Paris Saint-Germain
- President: Francis Borelli
- Manager: Georges Peyroche
- Stadium: Parc des Princes
- Ligue 1: 5th
- Coupe de France: Round of 32
- Top goalscorer: League: Dominique Rocheteau (16) All: Dominique Rocheteau (18)
- Average home league attendance: 22,969
| Home colours | Away colours |
- ← 1979–801981–82 →

= 1980–81 Paris Saint-Germain FC season =

11th season of Paris Saint-Germain FC

The 1980–81 season was the 11th season in the history of Paris Saint-Germain FC. PSG played their home league matches at the Parc des Princes, attracting an average of 22,969 spectators per match. The club's president was Francis Borelli, and the team was managed by Georges Peyroche, with Dominique Bathenay serving as captain. PSG finished fifth in Ligue 1 and reached the round of 32 in the Coupe de France. Dominique Rocheteau was the team's top scorer, netting 18 goals in all competitions, including 16 in the league.

==Players==

===Squad===

Players who featured in at least one official match for the club.

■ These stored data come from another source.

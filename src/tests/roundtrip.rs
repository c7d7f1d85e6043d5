//! `decode(encode(X)) == X` for a seed corpus of representative inputs, run
//! against both kernels through one shared pair of round-trip helpers.

use rand::SeedableRng;
use rand::RngCore;
use rand_xoshiro::Xoshiro256PlusPlus;

use crate::config::KernelConfig;
use crate::{lion, mandala};

fn assert_lion_round_trips(data: &[u8]) {
  let compressed = lion::compress(data, KernelConfig::default());
  let decompressed = lion::decompress(&compressed, data.len(), KernelConfig::default())
    .expect("lion decode");
  assert_eq!(decompressed, data);
}

fn assert_mandala_round_trips(data: &[u8]) {
  let compressed = mandala::compress(data, KernelConfig::default());
  let decompressed = mandala::decompress(&compressed, data.len(), KernelConfig::default())
    .expect("mandala decode");
  assert_eq!(decompressed, data);
}

fn assert_both_round_trip(data: &[u8]) {
  assert_lion_round_trips(data);
  assert_mandala_round_trips(data);
}

#[test]
fn test_empty_input() {
  assert_both_round_trip(&[]);

  // an empty stream is exactly one flushed signature word: the EOF
  // chunk-dict-A marker for Lion, an all-zero word for Mandala (nothing
  // was ever pushed), and no trailing bytes either way.
  let lion_bytes = lion::compress(&[], KernelConfig::default());
  assert_eq!(lion_bytes.len(), 8);
  let mandala_bytes = mandala::compress(&[], KernelConfig::default());
  assert_eq!(mandala_bytes.len(), 8);
}

#[test]
fn test_repeated_zeros_become_prediction_hits() {
  let data = vec![0_u8; 1024];
  assert_both_round_trip(&data);
}

#[test]
fn test_repeating_four_byte_pattern_populates_dictionary() {
  let mut data = Vec::new();
  for _ in 0..256 {
    data.extend_from_slice(&[0_u8, 1, 2, 3]);
  }
  assert_both_round_trip(&data);
}

#[test]
fn test_random_one_mebibyte_fixed_seed() {
  let mut rng = Xoshiro256PlusPlus::seed_from_u64(1);
  let mut data = vec![0_u8; 1 << 20];
  rng.fill_bytes(&mut data);

  let first = lion::compress(&data, KernelConfig::default());
  let second = lion::compress(&data, KernelConfig::default());
  assert_eq!(first, second, "encode(X) must be a deterministic pure function of X");

  let decompressed = lion::decompress(&first, data.len(), KernelConfig::default()).unwrap();
  assert_eq!(decompressed, data);

  assert_mandala_round_trips(&data);
}

/// Finds two distinct nonzero chunks that hash to the same dictionary
/// bucket, then alternates them long enough to exercise the B-row swap.
fn find_colliding_pair() -> (u32, u32) {
  let a: u32 = 1;
  let ha = crate::hash::hash_chunk(a);
  let b = (2..u32::MAX)
    .find(|&x| crate::hash::hash_chunk(x) == ha)
    .expect("multiplicative hash has collisions within a small range");
  (a, b)
}

#[test]
fn test_alternating_b_row_swap_pattern() {
  let (a, b) = find_colliding_pair();
  let mut data = Vec::new();
  for _ in 0..64 {
    data.extend_from_slice(&a.to_le_bytes());
    data.extend_from_slice(&b.to_le_bytes());
  }
  assert_both_round_trip(&data);
}

#[test]
fn test_trailing_bytes_are_verbatim() {
  for trailing_len in 1..=3 {
    let mut data = vec![3_u8; 40];
    data.extend(std::iter::repeat(0x5A_u8).take(trailing_len));

    let lion_bytes = lion::compress(&data, KernelConfig::default());
    assert_eq!(&lion_bytes[lion_bytes.len() - trailing_len..], &data[data.len() - trailing_len..]);
    assert_lion_round_trips(&data);

    let mandala_bytes = mandala::compress(&data, KernelConfig::default());
    assert_eq!(&mandala_bytes[mandala_bytes.len() - trailing_len..], &data[data.len() - trailing_len..]);
    assert_mandala_round_trips(&data);
  }
}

| No. | Pos. | Nation | Player |
|---|---|---|---|
| — | GK | FRA | Dominique Baratelli |
| — | DF | FRA | Dominique Bathenay (captain) |
| — | DF | FRA | Éric Renaut |
| — | DF | FRA | Thierry Morin |
| — | DF | FRA | Didier Toffolo |
| — | DF | FRA | Jean-Marc Pilorget |
| — | DF | FRA | Philippe Col |
| — | DF | FRA | Antoine Garceran |
| — | MF | FRA | Jean-Claude Lemoult |
| — | MF | FRA | Luis Fernandez |

| No. | Pos. | Nation | Player |
|---|---|---|---|
| — | MF | ALG | Mustapha Dahleb |
| — | MF | BRA | Abel Braga |
| — | MF | FRA | Jean-Noël Huck |
| — | FW | FRA | François Brisson |
| — | FW | FRA | Dominique Rocheteau |
| — | FW | CHA | Nambatingue Toko |
| — | FW | SEN | Boubacar Sarr |
| — | FW | FRA | Jean-François Beltramini |
| — | FW | FRA | Bernard Bureau |

===Out on loan===

Players who were loaned out to other clubs during the season.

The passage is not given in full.